How To Dismantle It:
Why can’t gay couples and unmarried people have all the same rights as married people?
Singlism and Institutionalised Ableism
In many healthcare facilities, close friends of unmarried patients can’t enter the patient’s room because they are not a spouse. Unmarried romantic couples need to pay extra lawyer fees to sort out permissive paperwork way ahead of time. A single person can use the Family and Medical Leave Act to take time off work to care for their parents or children, but close friends and relatives outside of the nuclear unit are out of luck. Unmarried people routinely pay more for health insurance, because of stereotypes that we are out street racing stoned at 2 a.m. (or similar irresponsible behaviour).
How To Dismantle It:
Let everyone choose a specific person(s) to be in their health care circle, meaning they can share insurance, hospital visits, and medical decisions. Make the paperwork free, simple, and accessible. Stop using marital status in actuary data.
Singlism and Institutionalised Racism/Sexism
Family-value conservatives want more people to marry, and they are supported by those 1,000+ federal laws giving benefits to married people. African-Americans, especially Black women, especially those with low incomes, are told marrying will improve their lot in life, make them more economically stable, and provide a solid base to raise children. None of this is inherently true, not even with all those federal privileges. Remaining single may be the best option for a low-income Black woman, but many never get a chance to explore that option, because of a lack of housing and childcare infrastructure to support single women, so that they don’t need to incorporate a man in their life unless they want to.
How To Dismantle It:
End joint tax filing, because sometimes the lower earner of a couple will stop working in order not to raise the joint income above a certain bracket. This person is usually the woman, and this is particularly impactful if she was low-income to begin with. (The U.S. “marriage penalty” is real, but it’s less serious than the fact that there is never a bonus in the US tax code for filing singly.) Bolster low-cost childcare, expand childcare hours, raise wages for all women, particularly women of colour (who earn much less than white women). Stop encouraging women of colour to get married, and encourage them instead to follow their hearts and minds, and give them the tools to do so. As a white woman myself, the racism-singlism intersection isn’t my strong suit, so I hope women of colour will weigh in here.
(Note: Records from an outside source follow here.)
#[cfg(test)]
mod tests {
    use super::*;
    use crate::types::HostEntity;

    fn sample_metadata() -> NotebookletMetadata {
        NotebookletMetadata {
            name: "HostSummary".into(),
            module_path: "host.host_summary".into(),
            description: "Summarizes host activity".into(),
            category: "host".into(),
            keywords: vec!["host".into(), " Linux ".into(), "azure".into()],
            entity_types: vec![EntityType::Host],
            options: vec![
                OptionDoc::new("heartbeat", "Heartbeat record", true),
                OptionDoc::new("alerts", "Related alerts", true),
                OptionDoc::new("azure_api", "Azure resource details", false),
            ],
            req_providers: vec!["query".into()],
        }
    }

    #[test]
    fn test_qualified_name() {
        let meta = sample_metadata();
        assert_eq!(meta.qualified_name(), "host.host_summary.HostSummary");
    }

    #[test]
    fn test_search_terms_normalized() {
        let terms = sample_metadata().search_terms();
        assert!(terms.contains(&"hostsummary".to_string()));
        assert!(terms.contains(&"linux".to_string()));
        assert!(terms.contains(&"host".to_string()));
    }

    #[test]
    fn test_default_and_all_options() {
        let meta = sample_metadata();
        assert_eq!(meta.all_options(), vec!["heartbeat", "alerts", "azure_api"]);
        assert_eq!(meta.default_options(), vec!["heartbeat", "alerts"]);
    }

    #[test]
    fn test_resolve_options_defaults() {
        let meta = sample_metadata();
        let resolved = resolve_options(&meta, None).unwrap();
        assert_eq!(resolved, vec!["heartbeat", "alerts"]);
    }

    #[test]
    fn test_resolve_options_plain_list() {
        let meta = sample_metadata();
        let requested = vec!["azure_api".to_string()];
        let resolved = resolve_options(&meta, Some(&requested)).unwrap();
        assert_eq!(resolved, vec!["azure_api"]);
    }

    #[test]
    fn test_resolve_options_add_remove() {
        let meta = sample_metadata();
        let requested = vec!["+azure_api".to_string(), "-alerts".to_string()];
        let resolved = resolve_options(&meta, Some(&requested)).unwrap();
        assert_eq!(resolved, vec!["heartbeat", "azure_api"]);
    }

    #[test]
    fn test_resolve_options_mixed_fails() {
        let meta = sample_metadata();
        let requested = vec!["heartbeat".to_string(), "+azure_api".to_string()];
        let result = resolve_options(&meta, Some(&requested));
        assert!(matches!(
            result,
            Err(NotebookletError::InvalidOptions { .. })
        ));
    }

    #[test]
    fn test_resolve_options_unknown_ignored() {
        let meta = sample_metadata();
        let requested = vec!["heartbeat".to_string(), "bogus".to_string()];
        let resolved = resolve_options(&meta, Some(&requested)).unwrap();
        assert_eq!(resolved, vec!["heartbeat"]);
    }

    #[test]
    fn test_result_fields() {
        let mut result = NotebookletResult::new("test", None);
        result.set_entity("host_entity", Entity::Host(HostEntity::new("victim00")));
        result.set_table("related_alerts", TableData::new(&["AlertName"]));
        result.add_message("a note");

        assert_eq!(result.properties(), vec!["host_entity", "related_alerts"]);
        assert!(result.entity("host_entity").is_some());
        assert!(result.table("related_alerts").is_some());
        assert!(result.table("host_entity").is_none());
        assert_eq!(result.messages(), &["a note".to_string()]);
    }

    #[test]
    fn test_result_require_field() {
        let result = NotebookletResult::new("test", None);
        let err = result.require_field("nothing").unwrap_err();
        assert!(err.to_string().contains("Unknown result field"));
    }

    #[test]
    fn test_result_display() {
        let mut result = NotebookletResult::new("Host summary", None);
        result.set_table("related_alerts", TableData::new(&["AlertName"]));
        let text = result.to_string();
        assert!(text.contains("Host summary"));
        assert!(text.contains("related_alerts: Table (0 rows)"));
    }

    #[test]
    fn test_run_request_builder() {
        let request = RunRequest::new()
            .with_value("victim00")
            .with_options(&["+azure_api"])
            .with_silent(true);
        assert_eq!(request.value.as_deref(), Some("victim00"));
        assert_eq!(request.silent, Some(true));
        assert_eq!(request.options.as_deref(), Some(&["+azure_api".to_string()][..]));
    }
}
//! Session-scoped memoization for data-fetching helpers.
//!
//! A [`SessionCache`] is owned by one analysis session (typically a
//! notebooklet instance) and keyed by a hashable request descriptor.
//! Entries are never invalidated automatically; callers reset explicitly
//! when the underlying data may have changed.

use serde::{Deserialize, Serialize};
use std::collections::HashMap;
use std::hash::Hash;

/// Hit/miss counters for a cache.
#[derive(Debug, Clone, Default, PartialEq, Eq, Serialize, Deserialize)]
pub struct CacheMetrics {
    pub hits: u64,
    pub misses: u64,
}

impl CacheMetrics {
    /// Hit rate as a fraction (0.0 to 1.0).
    pub fn hit_rate(&self) -> f64 {
        let total = self.hits + self.misses;
        if total == 0 {
            0.0
        } else {
            self.hits as f64 / total as f64
        }
    }
}

/// An explicit memoization cache keyed by request descriptors.
#[derive(Debug, Clone)]
pub struct SessionCache<K, V> {
    entries: HashMap<K, V>,
    metrics: CacheMetrics,
}

impl<K, V> Default for SessionCache<K, V> {
    fn default() -> Self {
        Self {
            entries: HashMap::new(),
            metrics: CacheMetrics::default(),
        }
    }
}

impl<K: Eq + Hash + Clone, V: Clone> SessionCache<K, V> {
    pub fn new() -> Self {
        Self::default()
    }

    /// Look up a cached value, counting the hit or miss.
    pub fn get(&mut self, key: &K) -> Option<V> {
        match self.entries.get(key) {
            Some(value) => {
                self.metrics.hits += 1;
                Some(value.clone())
            }
            None => {
                self.metrics.misses += 1;
                None
            }
        }
    }

    /// Return the cached value for `key`, or compute it with `fetch` and
    /// cache it. A failed fetch caches nothing.
    pub fn get_or_try_insert_with<E>(
        &mut self,
        key: K,
        fetch: impl FnOnce() -> Result<V, E>,
    ) -> Result<V, E> {
        if let Some(value) = self.get(&key) {
            return Ok(value);
        }
        let value = fetch()?;
        self.entries.insert(key, value.clone());
        Ok(value)
    }

    /// Drop one entry. Returns whether it was present.
    pub fn invalidate(&mut self, key: &K) -> bool {
        self.entries.remove(key).is_some()
    }

    /// Drop all entries and reset the metrics.
    pub fn clear(&mut self) {
        self.entries.clear();
        self.metrics = CacheMetrics::default();
    }

    pub fn len(&self) -> usize {
        self.entries.len()
    }

    pub fn is_empty(&self) -> bool {
        self.entries.is_empty()
    }

    pub fn metrics(&self) -> &CacheMetrics {
        &self.metrics
    }
}

#[cfg(test)]
mod tests {
    use super::*;

    #[test]
    fn test_fetch_once_then_hit() {
        let mut cache: SessionCache<String, u32> = SessionCache::new();
        let mut calls = 0;
        for _ in 0..3 {
            let value = cache
                .get_or_try_insert_with::<()>("k".to_string(), || {
                    calls += 1;
                    Ok(42)
                })
                .unwrap();
            assert_eq!(value, 42);
        }
        assert_eq!(calls, 1);
        assert_eq!(cache.metrics().hits, 2);
        assert_eq!(cache.metrics().misses, 1);
    }

    #[test]
    fn test_failed_fetch_not_cached() {
        let mut cache: SessionCache<u32, u32> = SessionCache::new();
        let result: Result<u32, &str> = cache.get_or_try_insert_with(1, || Err("boom"));
        assert!(result.is_err());
        assert!(cache.is_empty());

        let value = cache.get_or_try_insert_with::<&str>(1, || Ok(7)).unwrap();
        assert_eq!(value, 7);
    }

    #[test]
    fn test_invalidate() {
        let mut cache: SessionCache<u32, u32> = SessionCache::new();
        cache.get_or_try_insert_with::<()>(1, || Ok(10)).unwrap();
        assert!(cache.invalidate(&1));
        assert!(!cache.invalidate(&1));
        assert!(cache.is_empty());
    }

    #[test]
    fn test_clear_resets_metrics() {
        let mut cache: SessionCache<u32, u32> = SessionCache::new();
        cache.get_or_try_insert_with::<()>(1, || Ok(10)).unwrap();
        cache.get(&1);
        cache.clear();
        assert!(cache.is_empty());
        assert_eq!(cache.metrics(), &CacheMetrics::default());
    }

    #[test]
    fn test_hit_rate() {
        let mut cache: SessionCache<u32, u32> = SessionCache::new();
        cache.get_or_try_insert_with::<()>(1, || Ok(1)).unwrap();
        cache.get(&1);
        cache.get(&1);
        assert!((cache.metrics().hit_rate() - 2.0 / 3.0).abs() < 1e-9);
        assert_eq!(CacheMetrics::default().hit_rate(), 0.0);
    }
}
Singlism and Institutionalised Ageism
The Problem: “You’d better think carefully about breaking up with him because your parents are older and when they’re gone you’ll be alone,” my psychologist said to me (on my last appointment). Although this is an illogical fear, what’s real are the impacts of outdated Social Security policies on ageing single people. Dr. DePaulo pointed out years ago that whereas married people can incorporate spouses (even a long-divorced spouse) into their Social Security accounts, a single person never has the option of leaving their earnings to anyone (except a child).
How To Dismantle It:
Change Social Security laws so that they are not oriented around the nuclear family (see “Ableism,” above). This is not only important for mitigating ageism, but also classism.
We’re stuck in the singlism spider web, which is strung from Ism to Ism so delicately we don’t even realise we’re caught and thrashing. It’s time to knock ourselves free of the net.